Thursday, June 7, 2007

Stem cell developments

contentions » archive:By Yuval Levin
Just a few months after the first human stem-cell experiments, President Clinton assigned his board of bioethics advisors, the National Bioethics Advisory Commission (NBAC), to consider the issues involved. Their report, published in 1999, has helped ever since to define the Democrats’ approach to the issue. In light of the headlines today about a new way to produce stem cells without destroying embryos, that report is worth another look.

The commission made a point of taking into account the ethical issues raised by embryo-destructive research. “In our judgment,” the report concluded, “the derivation of stem cells from embryos remaining following infertility treatments is justifiable only if no less morally problematic alternatives are available for advancing the research.”

At the time, there were no such alternatives. The NBAC’s conclusion was taken (and certainly intended) as an endorsement of embryo-destructive stem-cell research, which quickly became the view of the Clinton administration and of American liberals more generally. But the big stem-cell story of the past two years has been the emergence of precisely those “less morally problematic alternatives” imagined by the commission. ...

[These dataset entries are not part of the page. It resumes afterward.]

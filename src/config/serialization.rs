//! Config serialization to TOML
//!
//! Single source of truth for config file format.

use super::Config;
use crate::browser::DisplayOptions;

impl Config {
    /// Render the display option list as a TOML array
    fn display_to_toml(&self) -> String {
        let names: Vec<String> = self
            .browser
            .display
            .names()
            .iter()
            .map(|name| format!("\"{}\"", name))
            .collect();
        format!("[{}]", names.join(", "))
    }

    /// Serialize config to TOML format
    pub fn to_toml(&self) -> String {
        format!(
            r#"# objscope configuration

# Theme: dark, light, mono
theme = "{theme}"

# Show the logs panel at startup (toggle with 'L')
show_logs = {show_logs}

# Browsing defaults
[browser]
# Seconds between children refreshes ({min} - {max})
refresh_interval = {refresh:?}
# Member categories: {all_options}
display = {display}

# Demo object graph
[demo]
entities = {entities}
step_millis = {step_millis}

# Logging configuration (RUST_LOG env var overrides)
[logging]
level = "{log_level}"
# File logging (in addition to TUI buffer or stderr)
file_enabled = {log_file_enabled}
file_dir = "{log_file_dir}"
file_rotation = "{log_file_rotation}"  # hourly, daily, never
file_prefix = "{log_file_prefix}"
"#,
            theme = self.theme,
            show_logs = self.show_logs,
            min = super::MIN_REFRESH_SECS,
            max = super::MAX_REFRESH_SECS,
            refresh = self.browser.refresh_interval,
            all_options = DisplayOptions::NAMES.join(", "),
            display = self.display_to_toml(),
            entities = self.demo.entities,
            step_millis = self.demo.step_millis,
            log_level = self.logging.level,
            log_file_enabled = self.logging.file_enabled,
            log_file_dir = self.logging.file_dir.display().to_string().replace('\\', "/"),
            log_file_rotation = self.logging.file_rotation.as_str(),
            log_file_prefix = self.logging.file_prefix,
        )
    }
}
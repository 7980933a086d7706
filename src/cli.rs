// CLI module - command-line argument parsing and handlers
//
// Subcommands:
// - (none): browse the demo world in the TUI
// - config --show|--path|--reset: manage configuration
// - dump: print the demo world as an indented tree

use crate::config::{Config, VERSION};
use crate::browser::DisplayOptions;
use anyhow::{bail, Context, Result};
use clap::{Parser, Subcommand};
use std::io::Write;

/// objscope - interactive object graph browser
#[derive(Parser, Debug)]
#[command(name = "objscope")]
#[command(version = VERSION)]
#[command(about = "Browse a live object graph from the terminal", long_about = None)]
pub struct Cli {
    #[command(subcommand)]
    pub command: Option<Commands>,

    /// Children refresh interval in seconds (0.01 - 1.0)
    #[arg(long, global = true)]
    pub refresh: Option<f64>,

    /// Theme name: dark, light, mono
    #[arg(long, global = true)]
    pub theme: Option<String>,
}

#[derive(Subcommand, Debug)]
pub enum Commands {
    /// Manage configuration
    Config {
        /// Show effective configuration
        #[arg(long)]
        show: bool,

        /// Reset config file to defaults
        #[arg(long)]
        reset: bool,

        /// Show config file path
        #[arg(long)]
        path: bool,
    },

    /// Print the demo object graph as a tree
    Dump {
        /// Levels to expand below the roots
        #[arg(long, default_value_t = 3)]
        depth: usize,

        /// Member categories, comma separated (fields,properties,backing_fields)
        #[arg(long, value_delimiter = ',')]
        display: Option<Vec<String>>,
    },
}

/// Parse the `--display` list; unknown names are an error here
pub fn parse_display(names: &[String]) -> Result<DisplayOptions> {
    let (options, unknown) = DisplayOptions::from_names(names.iter().map(String::as_str));
    if !unknown.is_empty() {
        bail!(
            "unknown display option(s): {} (expected {})",
            unknown.join(", "),
            DisplayOptions::NAMES.join(", ")
        );
    }
    Ok(options)
}

/// Handle the `config` subcommand
pub fn handle_config(show: bool, reset: bool, path: bool) -> Result<()> {
    if path {
        handle_config_path()
    } else if show {
        handle_config_show()
    } else if reset {
        handle_config_reset()
    } else {
        // No flag provided, show help
        println!("Usage: objscope config [--show|--reset|--path]");
        println!();
        println!("Options:");
        println!("  --show    Display effective configuration");
        println!("  --reset   Reset config file to defaults");
        println!("  --path    Show config file path");
        Ok(())
    }
}

fn handle_config_path() -> Result<()> {
    let path = Config::config_path().context("Could not determine config path")?;
    println!("{}", path.display());
    Ok(())
}

fn handle_config_show() -> Result<()> {
    let config = Config::from_env()?;

    println!("# Effective configuration (env > file > defaults)");
    println!();
    print!("{}", config.to_toml());

    println!();
    if let Some(path) = Config::config_path() {
        if path.exists() {
            println!("# Source: {}", path.display());
        } else {
            println!("# Source: defaults (no config file)");
        }
    }
    Ok(())
}

fn handle_config_reset() -> Result<()> {
    let path = Config::config_path().context("Could not determine config path")?;

    // Confirm if file exists
    if path.exists() {
        eprint!(
            "Config file exists at {}. Overwrite? [y/N] ",
            path.display()
        );
        std::io::stderr().flush()?;

        let mut input = String::new();
        std::io::stdin().read_line(&mut input)?;

        if !input.trim().eq_ignore_ascii_case("y") {
            println!("Aborted.");
            return Ok(());
        }
    }

    if let Some(parent) = path.parent() {
        std::fs::create_dir_all(parent)
            .with_context(|| format!("Error creating directory {}", parent.display()))?;
    }

    // Config's single source of truth for the file format
    std::fs::write(&path, Config::default().to_toml())
        .with_context(|| format!("Error writing {}", path.display()))?;

    println!("Config reset to defaults: {}", path.display());
    Ok(())
}

#[cfg(test)]
mod tests {
    use super::*;

    #[test]
    fn parses_global_overrides_after_subcommand() {
        let cli = Cli::try_parse_from([
            "objscope",
            "dump",
            "--depth",
            "2",
            "--display",
            "fields,properties",
            "--refresh",
            "0.5",
        ])
        .unwrap();
        assert_eq!(cli.refresh, Some(0.5));
        match cli.command {
            Some(Commands::Dump { depth, display }) => {
                assert_eq!(depth, 2);
                let options = parse_display(&display.unwrap()).unwrap();
                assert_eq!(options, DisplayOptions::default());
            }
            other => panic!("unexpected command: {:?}", other),
        }
    }

    #[test]
    fn no_subcommand_runs_the_browser() {
        let cli = Cli::try_parse_from(["objscope", "--theme", "mono"]).unwrap();
        assert!(cli.command.is_none());
        assert_eq!(cli.theme.as_deref(), Some("mono"));
    }

    #[test]
    fn unknown_display_option_is_rejected() {
        let err = parse_display(&["fields".to_string(), "methods".to_string()]).unwrap_err();
        assert!(err.to_string().contains("methods"));
    }
}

Developments like the one making news today could (in time) mean the end of the stem-cell debate, and an end that lets everyone win: the research would advance without human embryos being harmed. In light of the news this morning, it’s time for the Democrats to rediscover the long-forgotten last clause of the Clinton commission’s stem-cell recommendation.


This is likely to be the line of those opposing rapid expansion of stem-cell research in the US. That parenthetical "in time" qualifier is the kicker, though. Could be quite a while.